DISCUSSION ITEM: Naming conventions for house-elf and goblin communities. Cultural sensitivity re: Ael'vari elves and galactic goblin species classification. Representatives to discuss internally and propose alternatives. No deadline—but before any external contact.

She underlined before any external contact twice.

"I'd suggest each group discuss it among yourselves first," Haruka said. "Bring proposals to the next meeting. We want names that your people are comfortable with—names that carry your identity, not just a disguise."

Griphook studied her for a long moment. His dark eyes held something that might have been grudging respect, or might have been the calculation of a banker assessing collateral.

"We'll discuss it," he said.

Mipsy tugged at her ear again. Then nodded once, firmly.

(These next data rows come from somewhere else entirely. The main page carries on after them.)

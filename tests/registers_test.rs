//! Register and flag access by name.

use emu6502::{FlagName, FlatMemory, ParseNameError, RegisterName, CPU};

#[test]
fn test_register_names_parse() {
    assert_eq!("a".parse::<RegisterName>(), Ok(RegisterName::A));
    assert_eq!("X".parse::<RegisterName>(), Ok(RegisterName::X));
    assert_eq!("sp".parse::<RegisterName>(), Ok(RegisterName::SP));
    assert_eq!("PC".parse::<RegisterName>(), Ok(RegisterName::PC));
    assert_eq!(
        "q".parse::<RegisterName>(),
        Err(ParseNameError::UnknownRegister("q".to_string()))
    );
}

#[test]
fn test_flag_names_parse() {
    assert_eq!("n".parse::<FlagName>(), Ok(FlagName::N));
    assert_eq!("C".parse::<FlagName>(), Ok(FlagName::C));
    assert!("carry".parse::<FlagName>().is_err());
}

#[test]
fn test_set_register_wraps_to_width() {
    let mut cpu = CPU::new(FlatMemory::new());

    cpu.set_register(RegisterName::A, 0x1FF);
    cpu.set_register(RegisterName::SP, 0x100);
    cpu.set_register(RegisterName::PC, 0xBEEF);

    assert_eq!(cpu.a(), 0xFF);
    assert_eq!(cpu.sp(), 0x00);
    assert_eq!(cpu.pc(), 0xBEEF);
    assert_eq!(cpu.register(RegisterName::A), 0xFF);
}

#[test]
fn test_flags_by_name_round_trip_through_status() {
    let mut cpu = CPU::new(FlatMemory::new());
    cpu.set_status(0x00);

    cpu.set_flag(FlagName::N, true);
    cpu.set_flag(FlagName::B, true);
    cpu.set_flag(FlagName::I, true);
    cpu.set_flag(FlagName::C, true);

    assert_eq!(cpu.status(), 0b1001_0101);
    for flag in FlagName::ALL {
        let expected = matches!(flag, FlagName::N | FlagName::B | FlagName::I | FlagName::C);
        assert_eq!(cpu.flag(flag), expected, "flag {}", flag);
    }
}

Haruka turned back to the whiteboard and began writing the summary in clean, organised blocks—actions, owners, deadlines where applicable. Her marker moved steadily, the soft squeak against the conjured surface the only sound in the tent beyond the gentle lapping of water against the merfolk's section.

"To summarise," she said, reading from her notes. "First—combat training for clean kills and magicite preservation, led by Shirou, Ryuu, and Lefiya, with magical precision support from Rose, Hermione, and Rin. Second—forward team consisting of Rose, Ryuu, and Shirou with goblin, house-elf, and centaur support pushes to locate a biome floor for produce. Third—Hermione, Rose, and Rin to research line-of-sight apparition adaptation for broader team use. Fourth—Gabrielle and Illya to develop a portkey-beacon prototype for dungeon transit. Fifth—agricultural priorities established; teams to form around individual crop production once Hermione and Rin's ward document is complete. Sixth—merfolk to identify aquaculture species and begin cordoning the northern cove. Seventh—naming convention discussions for house-elf and goblin communities before any external contact."

She set the marker down and surveyed the room.

"Anything I've missed?"

Silence. Then Marin raised a skewer like a sceptre.

"Motion to officially name Shirou as our Head Chef. All in favour?"

"Marin. Plus, Haruhime and the house-elves helped."

"That's a unanimous yes. I'm counting the groan."

"We should do a rotation—lead cook and helpers. Make it like a toban system."

"What's a toban system?" Rose asked, her mouth full.

Haruka had two guesses what was filling it.